The reason for the difference between UBS and its rivals is that no other Swiss bank, apart from Credit Suisse, shares its business model. And Credit Suisse appears to have spotted the warning signals in subprime much earlier than its rival.

Even in leveraged loans and commercial mortgage backed paper, where Credit Suisse remains a major player, it lowered exposures – and at relatively low cost.

Leveraged finance exposures fell to SFr36bn in the fourth quarter from SFr58.6bn in the third quarter, while commercial mortgage backed securities declined to SFr25.9bn from SFr35.9bn.

“The reason UBS is so different is that it has undergone a massive expansion in America and accordingly took much bigger positions than other banks,” says Professor Giovanni Barone-Adesi, of the Swiss Finance Institute.

That the growth in the bank’s US business, inflating its balance sheet, failed to set off alarm bells stemmed from the fact that UBS’s hallowed risk controls failed to see the troubles ahead.

“The problem is with the credit risk assessment models,” says Prof Barone-Adesi. “About every 10 years or so, there is a crisis. They assumed that, because of the arrival of wider spreading of credit risk, that wouldn’t happen again. And, of course, they were wrong.”

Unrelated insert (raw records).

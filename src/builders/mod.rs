//! Builders to construct a scheduler from configuration.

pub mod scheduler_builder;

pub use scheduler_builder::SchedulerBuilder;
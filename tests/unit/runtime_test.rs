//! Tests for runtime phases and triggers

use std::sync::atomic::{AtomicUsize, Ordering};
use std::sync::Arc;

use prometheus_vpu::config::SchedulerConfig;
use prometheus_vpu::core::{ExecutorKind, Task};
use prometheus_vpu::runtime::{ManualTrigger, Phase, Scheduler};

#[test]
fn test_phase_defaults() {
    assert_eq!(Phase::default(), Phase::MacroTask);
    assert_eq!(Phase::OnIdle.default_executor(), ExecutorKind::DeadlineBased);
    assert!(Phase::ALL[..4]
        .iter()
        .all(|phase| phase.default_executor() == ExecutorKind::RoundBased));
    assert_eq!(Phase::AnimationFrame.to_string(), "AnimationFrame");
}

#[test]
fn test_generated_task_names_use_phase_prefix() {
    let scheduler = Scheduler::builder(SchedulerConfig::development())
        .with_trigger(Phase::MicroTask, Arc::new(ManualTrigger::new()))
        .with_trigger(Phase::AfterFrame, Arc::new(ManualTrigger::new()))
        .build()
        .expect("scheduler");
    let first = scheduler.micro_task(Task::new(|| {})).expect("queue");
    let second = scheduler.after_frame(Task::new(|| {})).expect("queue");
    let named = scheduler.after_frame_named("Layout", Task::new(|| {})).expect("queue");
    assert_eq!(first.name(), Some("MicroTask@1"));
    assert_eq!(second.name(), Some("AfterFrameTask@2"));
    assert_eq!(named.name(), Some("Layout"));
    scheduler.shutdown();
}

#[test]
fn test_manual_trigger_drives_frame_phases() {
    let animation = Arc::new(ManualTrigger::new());
    let after = Arc::new(ManualTrigger::new());
    let scheduler = Scheduler::builder(SchedulerConfig::development())
        .with_trigger(Phase::AnimationFrame, animation.clone())
        .with_trigger(Phase::AfterFrame, after.clone())
        .build()
        .expect("scheduler");

    let frames = Arc::new(AtomicUsize::new(0));
    let counter = Arc::clone(&frames);
    scheduler
        .animation_frame_named(
            "Paint",
            Task::new(move || {
                counter.fetch_add(1, Ordering::SeqCst);
            }),
        )
        .expect("queue");
    scheduler.after_frame(Task::new(|| {})).expect("queue");

    assert_eq!(animation.run_until_idle(4).expect("frame"), 1);
    assert_eq!(frames.load(Ordering::SeqCst), 1);
    assert_eq!(after.pending(), 1);
    assert_eq!(after.run_pending().expect("after frame"), 1);
    assert_eq!(after.pending(), 0);
    scheduler.shutdown();
}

Swiss banks with more modest ambitions avoided that fate. “Most other banks have focused on their core activities of private banking and asset management,” notes Prof Barone-Adesi.

“Private banking is still a very attractive area. Business is growing, margins are stable and it doesn’t need much capital,” says Thomas Kalbermatten, analyst at Credit Suisse.

Julius Baer’s results showed even focused banks were not immune: market turbulence affected trading income, while falling share prices and currency factors depressed clients’ portfolios, on which management fees are based.

But such negatives were overshadowed by the buoyant world economy. Baer, like EFG, Sarasin and Geneva-based Pictet, has been recruiting bankers and opening new offices to tap into significant wealth creation.

In Baer’s case, net new money in private banking advanced by SFr12bn last year, in spite of the currency and market factors.